[Records excerpted from a collection]

===============

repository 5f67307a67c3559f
use crate::models::duration::WorkDuration;
use crate::utils::formatting::format_duration;
use serde::Serialize;

/// Idle gap preceding the session at `row` (0-based, never 0).
#[derive(Debug, Clone, PartialEq, Eq, Serialize)]
pub struct BreakInterval {
    pub row: usize,
    pub minutes: i64,
}

impl BreakInterval {
    /// Badge text attached to the session row, e.g. `Break: 0h 30m`.
    pub fn badge(&self) -> String {
        let d = WorkDuration::from_minutes(self.minutes);
        format!("Break: {}h {}m", d.hours, d.minutes)
    }
}

#[derive(Debug, Clone, Default, PartialEq, Eq, Serialize)]
pub struct AggregateResult {
    pub total_worked_minutes: i64,
    pub total_break_minutes: i64,
    pub first_start_time: Option<String>,
    pub breaks: Vec<BreakInterval>,
}

impl AggregateResult {
    pub fn total_worked_hours(&self) -> f64 {
        self.total_worked_minutes as f64 / 60.0
    }

    /// `H Hr M Min`
    pub fn total_duration(&self) -> String {
        let d = WorkDuration::from_minutes(self.total_worked_minutes);
        format_duration(d.hours, d.minutes)
    }
}
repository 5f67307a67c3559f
use crate::cli::parser::{Cli, Commands};
use crate::config::{Config, check};
use crate::core::config::ConfigLogic;
use crate::errors::AppResult;
use crate::ui::messages::{info, success, warning};

/// Handle the `config` subcommand
pub fn handle(cli: &Cli, cfg: &Config) -> AppResult<()> {
    if let Commands::Config {
        print_config,
        check,
        edit_config,
        editor,
    } = &cli.command
    {
        let path = Config::resolve_path(cli.config_path.as_deref());

        // ---- PRINT CONFIG ----
        if *print_config {
            println!("📄 Current configuration ({}):\n", path.display());
            println!("{}", serde_yaml::to_string(cfg)?);
        }

        // ---- CHECK CONFIG ----
        if *check {
            if !path.exists() {
                warning(format!(
                    "No configuration file at {} (defaults in use). Run `rworkday init`.",
                    path.display()
                ));
            } else {
                let report = check::check_file(&path)?;
                if report.is_clean() {
                    success("Configuration file is complete");
                }
                for key in &report.missing {
                    warning(format!("Missing field (default used): {key}"));
                }
                for key in &report.unknown {
                    warning(format!("Unknown field (ignored): {key}"));
                }
            }
        }

        // ---- EDIT CONFIG ----
        if *edit_config {
            if !path.exists() {
                cfg.save_to(&path)?;
                info(format!("Created {}", path.display()));
            }
            let used = ConfigLogic::edit(&path, editor.as_deref())?;
            success(format!("Configuration file edited successfully using '{used}'"));
        }
    }

    Ok(())
}
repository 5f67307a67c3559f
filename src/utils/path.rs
//! Path utilities: expand `~` in user-supplied paths.

use std::path::PathBuf;

pub fn expand_tilde(path: &str) -> PathBuf {
    if path.starts_with("~/")
        && let Some(home) = dirs::home_dir()
    {
        return home.join(path.trim_start_matches("~/"));
    }
    PathBuf::from(path)
}
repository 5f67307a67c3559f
use crate::core::calculator::{aggregate, completion, remaining};
use crate::models::display::DisplayBundle;
use crate::models::session::Session;
use crate::models::time_of_day::TimeOfDay;
use crate::utils::formatting::format_remaining;

pub struct Core;

impl Core {
    /// Run the whole engine on one snapshot of the sheet.
    ///
    /// `None` means "nothing to show yet".
    pub fn build_display(sessions: Option<&[Session]>, now: TimeOfDay) -> Option<DisplayBundle> {
        let agg = aggregate::aggregate(sessions, now)?;
        let first_start = agg.first_start_time.as_deref();

        let projection = completion::project(
            first_start,
            agg.total_worked_minutes,
            agg.total_break_minutes,
        );
        let state = remaining::remaining(first_start, agg.total_break_minutes, now);

        Some(DisplayBundle {
            total_duration: agg.total_duration(),
            completion_time: projection.completion_time,
            overtime: projection.overtime,
            remaining_time_str: state
                .map(|s| format_remaining(s.remaining_minutes))
                .unwrap_or_else(|| crate::core::calculator::NOT_AVAILABLE.to_string()),
            completed: state.is_some_and(|s| s.completed),
            first_start_time: agg.first_start_time.clone(),
            total_break_minutes: agg.total_break_minutes,
            breaks: agg.breaks,
            sessions: sessions.map(<[Session]>::to_vec).unwrap_or_default(),
        })
    }
}
use crate::core::calculator::duration::duration;
use crate::models::aggregate::{AggregateResult, BreakInterval};
use crate::models::session::Session;
use crate::models::time_of_day::TimeOfDay;
use tracing::warn;

/// Fold a day's ordered sessions into worked time, break time and first clock-in.
///
/// Returns `None` when there is nothing to aggregate (container absent or
/// empty). The result depends only on `sessions` and `now`.
pub fn aggregate(sessions: Option<&[Session]>, now: TimeOfDay) -> Option<AggregateResult> {
    let sessions = sessions.filter(|s| !s.is_empty())?;
    let last = sessions.len() - 1;

    let mut result = AggregateResult::default();
    let mut prev_end: Option<&str> = None;

    for (index, session) in sessions.iter().enumerate() {
        let start = session.start.as_deref();

        if index == 0 {
            result.first_start_time = session.start.clone();
        } else if let Some(prev) = prev_end {
            // An open previous end does not parse, so its gap is zero.
            let gap = duration(Some(prev), start, now).total_minutes();
            result.total_break_minutes += gap;
            result.breaks.push(BreakInterval {
                row: index,
                minutes: gap,
            });
        }

        let end = session.end.as_deref();
        let worked = if index != last && session.is_open() {
            warn!(row = index, "open session before the last one, counted as zero");
            0
        } else {
            duration(start, end, now).total_minutes()
        };
        result.total_worked_minutes += worked;

        prev_end = end;
    }

    Some(result)
}
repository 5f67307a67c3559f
pub mod colors;
pub mod formatting;
pub mod path;
pub mod table;

pub use formatting::format_duration;
pub use formatting::format_remaining;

===============

▶ [Task item]
Using the records above, copy word for word the line with "use std::path::PathBuf;", the line with "remaining::remaining(first_start, agg.total_break_minutes, now);", and every line between them.

▶ [Response below]
use std::path::PathBuf;

pub fn expand_tilde(path: &str) -> PathBuf {
    if path.starts_with("~/")
        && let Some(home) = dirs::home_dir()
    {
        return home.join(path.trim_start_matches("~/"));
    }
    PathBuf::from(path)
}
repository 5f67307a67c3559f
use crate::core::calculator::{aggregate, completion, remaining};
use crate::models::display::DisplayBundle;
use crate::models::session::Session;
use crate::models::time_of_day::TimeOfDay;
use crate::utils::formatting::format_remaining;

pub struct Core;

impl Core {
    /// Run the whole engine on one snapshot of the sheet.
    ///
    /// `None` means "nothing to show yet".
    pub fn build_display(sessions: Option<&[Session]>, now: TimeOfDay) -> Option<DisplayBundle> {
        let agg = aggregate::aggregate(sessions, now)?;
        let first_start = agg.first_start_time.as_deref();

        let projection = completion::project(
            first_start,
            agg.total_worked_minutes,
            agg.total_break_minutes,
        );
        let state = remaining::remaining(first_start, agg.total_break_minutes, now);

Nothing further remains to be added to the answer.